[Items from a data source]
========================================
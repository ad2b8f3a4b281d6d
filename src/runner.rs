//! External command execution.
//!
//! The ensure and harness stages never touch `std::process` directly; they
//! describe the command as a [`CommandSpec`] and hand it to a
//! [`CommandRunner`]. Tests substitute a fake runner.

use std::collections::BTreeMap;
use std::io;
use std::path::PathBuf;
use std::process::{Command, Stdio};

/// What to do with the child's stdout/stderr.
#[derive(Clone, Copy, Debug, PartialEq, Eq)]
pub enum OutputMode {
    /// Child writes straight to our terminal; nothing is captured.
    Inherit,
    /// Child output is collected into [`CommandOutput`].
    Capture,
}

#[derive(Clone, Debug, PartialEq, Eq)]
pub struct CommandSpec {
    pub program: String,
    pub args: Vec<String>,
    pub cwd: Option<PathBuf>,
    /// Applied on top of the inherited process environment.
    pub env_overrides: BTreeMap<String, String>,
    pub output: OutputMode,
}

impl CommandSpec {
    pub fn new(program: impl Into<String>) -> Self {
        Self {
            program: program.into(),
            args: Vec::new(),
            cwd: None,
            env_overrides: BTreeMap::new(),
            output: OutputMode::Inherit,
        }
    }

    pub fn arg(mut self, arg: impl Into<String>) -> Self {
        self.args.push(arg.into());
        self
    }

    pub fn args<I, S>(mut self, args: I) -> Self
    where
        I: IntoIterator<Item = S>,
        S: Into<String>,
    {
        self.args.extend(args.into_iter().map(Into::into));
        self
    }

    pub fn cwd(mut self, dir: impl Into<PathBuf>) -> Self {
        self.cwd = Some(dir.into());
        self
    }

    pub fn envs(mut self, overrides: &BTreeMap<String, String>) -> Self {
        self.env_overrides
            .extend(overrides.iter().map(|(k, v)| (k.clone(), v.clone())));
        self
    }

    pub fn captured(mut self) -> Self {
        self.output = OutputMode::Capture;
        self
    }

    /// Shell-like rendering for log lines.
    pub fn display(&self) -> String {
        let mut line = self.program.clone();
        for arg in &self.args {
            line.push(' ');
            line.push_str(arg);
        }
        line
    }
}

#[derive(Clone, Debug, Default, PartialEq, Eq)]
pub struct CommandOutput {
    /// Exit code; `None` when the child was killed by a signal.
    pub code: Option<i32>,
    pub stdout: String,
    pub stderr: String,
}

impl CommandOutput {
    pub fn success() -> Self {
        Self {
            code: Some(0),
            ..Default::default()
        }
    }

    pub fn failure(code: i32) -> Self {
        Self {
            code: Some(code),
            ..Default::default()
        }
    }

    pub fn is_success(&self) -> bool {
        self.code == Some(0)
    }

    pub fn describe_status(&self) -> String {
        match self.code {
            Some(code) => format!("exit status {code}"),
            None => "terminated by signal".to_string(),
        }
    }
}

/// Runs one external command to completion.
///
/// `Err` means the command could not be started at all; a started command
/// that exits non-zero is an `Ok` with a non-success [`CommandOutput`].
pub trait CommandRunner {
    fn run(&self, spec: &CommandSpec) -> io::Result<CommandOutput>;
}

impl<R: CommandRunner + ?Sized> CommandRunner for &R {
    fn run(&self, spec: &CommandSpec) -> io::Result<CommandOutput> {
        (**self).run(spec)
    }
}

/// Spawns real child processes and blocks until they exit.
#[derive(Clone, Copy, Debug, Default)]
pub struct SystemRunner;

impl CommandRunner for SystemRunner {
    fn run(&self, spec: &CommandSpec) -> io::Result<CommandOutput> {
        let mut cmd = Command::new(&spec.program);
        cmd.args(&spec.args).envs(&spec.env_overrides);
        if let Some(dir) = &spec.cwd {
            cmd.current_dir(dir);
        }

        tracing::debug!(command = %spec.display(), mode = ?spec.output, "spawning");

        match spec.output {
            OutputMode::Inherit => {
                let status = cmd
                    .stdin(Stdio::null())
                    .stdout(Stdio::inherit())
                    .stderr(Stdio::inherit())
                    .status()?;
                Ok(CommandOutput {
                    code: status.code(),
                    ..Default::default()
                })
            }
            OutputMode::Capture => {
                let output = cmd.stdin(Stdio::null()).output()?;
                Ok(CommandOutput {
                    code: output.status.code(),
                    stdout: String::from_utf8_lossy(&output.stdout).into_owned(),
                    stderr: String::from_utf8_lossy(&output.stderr).into_owned(),
                })
            }
        }
    }
}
========================================
**ACTIVITY**. Within the data above, the lines from the one with "self.cwd = Some(dir.into());" to the one with "for log lines." must be repeated exactly; no other line belongs in the answer.

**ANSWER BELOW**.
        self.cwd = Some(dir.into());
        self
    }

    pub fn envs(mut self, overrides: &BTreeMap<String, String>) -> Self {
        self.env_overrides
            .extend(overrides.iter().map(|(k, v)| (k.clone(), v.clone())));
        self
    }

    pub fn captured(mut self) -> Self {
        self.output = OutputMode::Capture;
        self
    }

    /// Shell-like rendering for log lines.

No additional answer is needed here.